An ISTH BAT score for males ≥4 and for females ≥6 was considered to be abnormal.
Compared to the controls, the PFA‐CT results of the PFA‐only patients were longer (mean PFA‐CT adenosine diphosphate (ADP): 118 ± 27 s vs 94 ± 13 s, p = 0.007; mean PFA‐CT epinephrine (EPI): 150 ± 42 s vs 111 ± 16 s, p = 0.005) and platelet volume was higher [mean platelet volume (MPV): 10.6 ± 1.3 nl vs 9.8 ± 0.8 nl, p = 0.016]. Furthermore, the patients were significantly older compared to the controls (mean age: 51 ± 17 years vs 34 ± 10 years, p = 0.003). The majority of the PFA‐only patients was female (86%), had blood type O (64%) and the mean ISTH BAT score was 10 ± 4. Extensive VWF tests, ATP release and flow cytometry were within the normal ranges in all 14 patients. Prospective LTA results showed two abnormal aggregation curves in one patient (nr. 8), fulfilling the diagnostic criteria of a platelet function disorder. 21 , 22 , 41 , 42 Patient nr. 9 used venlafaxine, a selective serotonin reuptake inhibitor (SSRI), possibly explaining the prolonged PFA‐CT.
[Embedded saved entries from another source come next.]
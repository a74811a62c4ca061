use std::collections::HashMap;
use std::net::Ipv4Addr;
use std::os::raw::c_void;
use std::ptr;
use std::sync::atomic::{AtomicBool, Ordering};
use std::sync::Arc;
use std::thread::{self, JoinHandle};
use std::time::Duration;

use log::{error, info, warn};
use parking_lot::Mutex;
use rdma_sys::{
    ibv_ack_cq_events, ibv_alloc_pd, ibv_comp_channel, ibv_cq, ibv_create_comp_channel,
    ibv_create_cq, ibv_dealloc_pd, ibv_destroy_comp_channel, ibv_destroy_cq, ibv_get_cq_event,
    ibv_pd, ibv_poll_cq, ibv_qp_init_attr, ibv_qp_type, ibv_req_notify_cq, ibv_wc,
    ibv_wc_status, rdma_accept, rdma_ack_cm_event, rdma_bind_addr, rdma_cm_event,
    rdma_cm_event_type, rdma_cm_id, rdma_conn_param, rdma_create_event_channel, rdma_create_id,
    rdma_create_qp, rdma_destroy_event_channel, rdma_destroy_id, rdma_destroy_qp,
    rdma_event_channel, rdma_get_cm_event, rdma_listen, rdma_port_space, rdma_reject,
};

use crate::cache::LruCache;
use crate::config::Config;
use crate::rdma::connection::{RdmaConnection, Work, WorkKind};
use crate::rdma::RdmaError;

const CQ_DEPTH: i32 = 512;
const LISTEN_BACKLOG: i32 = 64;
const QP_MAX_WR: u32 = 1024;
const POLL_BATCH: usize = 32;
// Event-channel fds are polled with this timeout so stop() can join the
// threads instead of hanging in the blocking verbs calls.
const POLL_INTERVAL_MS: i32 = 100;

// Lazily created on the first CONNECT_REQUEST, shared by every QP, and
// destroyed only after all QPs are gone.
struct Verbs {
    pd: *mut ibv_pd,
    comp_ch: *mut ibv_comp_channel,
    cq: *mut ibv_cq,
}

struct Shared {
    cfg: Arc<Config>,
    cache: Arc<LruCache>,
    running: AtomicBool,
    ec: *mut rdma_event_channel,
    listen_id: *mut rdma_cm_id,
    verbs: Mutex<Verbs>,
    // Live connections keyed by qp_num.
    conns: Mutex<HashMap<u32, Arc<RdmaConnection>>>,
}

// Raw verbs handles are only touched by the CM thread, the pollers, and
// stop() after both are joined.
unsafe impl Send for Shared {}
unsafe impl Sync for Shared {}

/// Connection-manager event loop plus completion-queue pollers over one
/// shared protection domain and CQ.
pub struct RdmaServer {
    shared: Arc<Shared>,
    cm_thread: Option<JoinHandle<()>>,
    pollers: Vec<JoinHandle<()>>,
}

impl RdmaServer {
    /// Binds and listens, then spawns the CM thread and the poller threads.
    /// Any failure here is fatal for startup.
    pub fn start(cfg: Arc<Config>, cache: Arc<LruCache>) -> Result<Self, RdmaError> {
        let addr: Ipv4Addr = cfg
            .rdma_bind
            .parse()
            .map_err(|_| RdmaError::BadAddr)?;

        // SAFETY: plain constructor; null-checked below.
        let ec = unsafe { rdma_create_event_channel() };
        if ec.is_null() {
            return Err(RdmaError::Sys("rdma_create_event_channel"));
        }

        let mut listen_id: *mut rdma_cm_id = ptr::null_mut();
        // SAFETY: ec is live; listen_id receives the new id.
        if unsafe { rdma_create_id(ec, &mut listen_id, ptr::null_mut(), rdma_port_space::RDMA_PS_TCP) }
            != 0
        {
            unsafe { rdma_destroy_event_channel(ec) };
            return Err(RdmaError::Sys("rdma_create_id"));
        }

        let mut sin: libc::sockaddr_in = unsafe { std::mem::zeroed() };
        sin.sin_family = libc::AF_INET as libc::sa_family_t;
        sin.sin_port = cfg.rdma_port.to_be();
        sin.sin_addr.s_addr = u32::from(addr).to_be();

        // SAFETY: listen_id is live; sin outlives the call.
        let bound = unsafe {
            rdma_bind_addr(listen_id, (&mut sin as *mut libc::sockaddr_in).cast())
        };
        if bound != 0 {
            unsafe {
                rdma_destroy_id(listen_id);
                rdma_destroy_event_channel(ec);
            }
            return Err(RdmaError::Sys("rdma_bind_addr"));
        }
        // SAFETY: listen_id is bound.
        if unsafe { rdma_listen(listen_id, LISTEN_BACKLOG) } != 0 {
            unsafe {
                rdma_destroy_id(listen_id);
                rdma_destroy_event_channel(ec);
            }
            return Err(RdmaError::Sys("rdma_listen"));
        }

        // SAFETY: ec is live; its fd stays valid until destroy.
        unsafe { set_nonblocking((*ec).fd) };

        info!(
            "[rdma] Listening on {}:{} (cq_depth={}, pollers={})",
            cfg.rdma_bind, cfg.rdma_port, CQ_DEPTH, cfg.rdma_pollers
        );

        let shared = Arc::new(Shared {
            cfg: cfg.clone(),
            cache,
            running: AtomicBool::new(true),
            ec,
            listen_id,
            verbs: Mutex::new(Verbs {
                pd: ptr::null_mut(),
                comp_ch: ptr::null_mut(),
                cq: ptr::null_mut(),
            }),
            conns: Mutex::new(HashMap::new()),
        });

        let cm_shared = shared.clone();
        let cm_thread = thread::Builder::new()
            .name("rdma-cm".to_string())
            .spawn(move || cm_event_loop(cm_shared))
            .map_err(|_| RdmaError::Sys("spawn"))?;

        let mut pollers = Vec::with_capacity(cfg.rdma_pollers);
        for i in 0..cfg.rdma_pollers {
            let poll_shared = shared.clone();
            let handle = thread::Builder::new()
                .name(format!("rdma-cq-{}", i))
                .spawn(move || cq_poller_loop(poll_shared))
                .map_err(|_| RdmaError::Sys("spawn"))?;
            pollers.push(handle);
        }

        Ok(Self {
            shared,
            cm_thread: Some(cm_thread),
            pollers,
        })
    }

    /// Joins the threads, releases live connections, then destroys the
    /// verbs objects and CM resources in dependency order.
    pub fn stop(&mut self) {
        if !self.shared.running.swap(false, Ordering::AcqRel) {
            return;
        }

        if let Some(t) = self.cm_thread.take() {
            let _ = t.join();
        }
        for t in self.pollers.drain(..) {
            let _ = t.join();
        }

        self.shared.conns.lock().clear();

        let mut verbs = self.shared.verbs.lock();
        unsafe {
            if !verbs.cq.is_null() {
                ibv_destroy_cq(verbs.cq);
                verbs.cq = ptr::null_mut();
            }
            if !verbs.comp_ch.is_null() {
                ibv_destroy_comp_channel(verbs.comp_ch);
                verbs.comp_ch = ptr::null_mut();
            }
            if !verbs.pd.is_null() {
                ibv_dealloc_pd(verbs.pd);
                verbs.pd = ptr::null_mut();
            }
        }
        drop(verbs);

        // SAFETY: both threads are joined; nothing else touches these.
        unsafe {
            rdma_destroy_id(self.shared.listen_id);
            rdma_destroy_event_channel(self.shared.ec);
        }

        info!("[rdma] Stopped");
    }
}

impl Drop for RdmaServer {
    fn drop(&mut self) {
        self.stop();
    }
}

fn cm_event_loop(shared: Arc<Shared>) {
    while shared.running.load(Ordering::Acquire) {
        // SAFETY: ec is live until stop(), which joins this thread first.
        if !poll_fd(unsafe { (*shared.ec).fd }, POLL_INTERVAL_MS) {
            continue;
        }
        let mut ev: *mut rdma_cm_event = ptr::null_mut();
        // SAFETY: ec live; nonblocking fd was reported readable.
        if unsafe { rdma_get_cm_event(shared.ec, &mut ev) } != 0 {
            continue;
        }
        // SAFETY: ev is a valid event until acked; copy what we need first.
        let (event, id) = unsafe { ((*ev).event, (*ev).id) };
        unsafe { rdma_ack_cm_event(ev) };

        match event {
            rdma_cm_event_type::RDMA_CM_EVENT_CONNECT_REQUEST => {
                handle_connect_request(&shared, id)
            }
            rdma_cm_event_type::RDMA_CM_EVENT_DISCONNECTED => handle_disconnect(&shared, id),
            _ => {}
        }
    }
}

fn handle_connect_request(shared: &Arc<Shared>, id: *mut rdma_cm_id) {
    let (pd, cq) = {
        let mut verbs = shared.verbs.lock();
        if verbs.pd.is_null() {
            // SAFETY: id carries the device context for this HCA.
            let ctx = unsafe { (*id).verbs };
            let pd = unsafe { ibv_alloc_pd(ctx) };
            if pd.is_null() {
                error!("[rdma] ibv_alloc_pd failed");
                unsafe { rdma_reject(id, ptr::null(), 0) };
                return;
            }
            let comp_ch = unsafe { ibv_create_comp_channel(ctx) };
            if comp_ch.is_null() {
                error!("[rdma] ibv_create_comp_channel failed");
                unsafe { rdma_reject(id, ptr::null(), 0) };
                return;
            }
            // SAFETY: comp_ch checked non-null.
            unsafe { set_nonblocking((*comp_ch).fd) };
            let cq = unsafe { ibv_create_cq(ctx, CQ_DEPTH, ptr::null_mut(), comp_ch, 0) };
            if cq.is_null() {
                error!("[rdma] ibv_create_cq failed");
                unsafe { rdma_reject(id, ptr::null(), 0) };
                return;
            }
            unsafe { ibv_req_notify_cq(cq, 0) };
            verbs.pd = pd;
            verbs.comp_ch = comp_ch;
            verbs.cq = cq;
        }
        (verbs.pd, verbs.cq)
    };

    let mut qp_attr: ibv_qp_init_attr = unsafe { std::mem::zeroed() };
    qp_attr.send_cq = cq;
    qp_attr.recv_cq = cq;
    qp_attr.qp_type = ibv_qp_type::IBV_QPT_RC;
    qp_attr.cap.max_send_wr = QP_MAX_WR;
    qp_attr.cap.max_recv_wr = QP_MAX_WR;
    qp_attr.cap.max_send_sge = 1;
    qp_attr.cap.max_recv_sge = 1;

    // SAFETY: id, pd live; attr valid for the call.
    if unsafe { rdma_create_qp(id, pd, &mut qp_attr) } != 0 {
        error!("[rdma] rdma_create_qp failed");
        unsafe { rdma_reject(id, ptr::null(), 0) };
        return;
    }

    let conn = RdmaConnection::new(id, pd, shared.cfg.clone(), shared.cache.clone());
    if conn.init().is_err() {
        error!("[rdma] connection init failed");
        unsafe {
            rdma_destroy_qp(id);
            rdma_reject(id, ptr::null(), 0);
        }
        return;
    }

    let mut param: rdma_conn_param = unsafe { std::mem::zeroed() };
    param.initiator_depth = 1;
    param.responder_resources = 1;
    param.rnr_retry_count = 7;

    // SAFETY: id has a QP and posted RECVs.
    if unsafe { rdma_accept(id, &mut param) } != 0 {
        error!("[rdma] rdma_accept failed");
        unsafe { rdma_destroy_qp(id) };
        return;
    }

    let qpn = conn.qp_num();
    shared.conns.lock().insert(qpn, conn);
    info!("[rdma] Accepted connection qp_num={}", qpn);
}

fn handle_disconnect(shared: &Arc<Shared>, id: *mut rdma_cm_id) {
    // SAFETY: id is valid until rdma_destroy_id below.
    let qp = unsafe { (*id).qp };
    let qpn = if qp.is_null() {
        0
    } else {
        unsafe { (*qp).qp_num }
    };

    if let Some(conn) = shared.conns.lock().remove(&qpn) {
        conn.close();
    }
    // Outstanding completions flush through the CQ; the work items keep
    // the connection itself alive until the pollers reap them.
    unsafe {
        if !qp.is_null() {
            rdma_destroy_qp(id);
        }
        rdma_destroy_id(id);
    }
    info!("[rdma] Disconnected qp_num={}", qpn);
}

fn cq_poller_loop(shared: Arc<Shared>) {
    while shared.running.load(Ordering::Acquire) {
        let comp_ch = shared.verbs.lock().comp_ch;
        if comp_ch.is_null() {
            // No connection has arrived yet.
            thread::sleep(Duration::from_millis(POLL_INTERVAL_MS as u64));
            continue;
        }
        // SAFETY: comp_ch stays valid until stop() joins this thread.
        if !poll_fd(unsafe { (*comp_ch).fd }, POLL_INTERVAL_MS) {
            continue;
        }

        let mut cq: *mut ibv_cq = ptr::null_mut();
        let mut cq_ctx: *mut c_void = ptr::null_mut();
        // SAFETY: comp_ch reported readable.
        if unsafe { ibv_get_cq_event(comp_ch, &mut cq, &mut cq_ctx) } != 0 {
            continue;
        }
        // SAFETY: cq came from the event; ack before re-arming.
        unsafe {
            ibv_ack_cq_events(cq, 1);
            ibv_req_notify_cq(cq, 0);
        }

        loop {
            let mut wcs: [ibv_wc; POLL_BATCH] = unsafe { std::mem::zeroed() };
            // SAFETY: wcs has POLL_BATCH slots.
            let n = unsafe { ibv_poll_cq(cq, POLL_BATCH as i32, wcs.as_mut_ptr()) };
            if n < 0 {
                error!("[rdma] ibv_poll_cq error");
                break;
            }
            if n == 0 {
                break;
            }
            for wc in &wcs[..n as usize] {
                dispatch_completion(wc);
            }
        }
    }
}

fn dispatch_completion(wc: &ibv_wc) {
    // SAFETY: wr_id is always a Work boxed at post time; each completion
    // reclaims its work item exactly once.
    let work = unsafe { Box::from_raw(wc.wr_id as *mut Work) };
    let conn = work.conn.clone();

    if wc.status != ibv_wc_status::IBV_WC_SUCCESS {
        warn!("[rdma] CQE status {} wr_id {}", wc.status, wc.wr_id);
        conn.on_completion_failed(work);
        return;
    }

    match work.kind {
        WorkKind::Recv => conn.on_recv_complete(work, wc.byte_len),
        WorkKind::Send => conn.on_send_complete(work),
    }
}

fn poll_fd(fd: i32, timeout_ms: i32) -> bool {
    let mut pfd = libc::pollfd {
        fd,
        events: libc::POLLIN,
        revents: 0,
    };
    // SAFETY: pfd is a valid pollfd for the call duration.
    let rc = unsafe { libc::poll(&mut pfd, 1, timeout_ms) };
    rc > 0 && (pfd.revents & libc::POLLIN) != 0
}

// SAFETY contract: fd must be an open descriptor.
unsafe fn set_nonblocking(fd: i32) {
    let flags = libc::fcntl(fd, libc::F_GETFL);
    if flags >= 0 {
        libc::fcntl(fd, libc::F_SETFL, flags | libc::O_NONBLOCK);
    }
}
Whole‐blood rotational thromboelastography (ROTEM) showed slightly prolonged clotting time in the INTEM and/or EXTEM in 10/14 PFA‐only patients. Plasma thrombin generation was normal in all but one patient, who showed increased thrombin generation (data presented in Tables S5 and S6).
Altered microfluidic thrombus formation in PFA‐only patients
Multiparameter microfluidic assessment of shear‐dependent thrombus formation, operating at a shear rate of 1000 s−1 and 1600 s−1 and a physiological temperature of 37°C, was performed with blood from all patients. Results are shown in Figure 3 (data presented in Table S7).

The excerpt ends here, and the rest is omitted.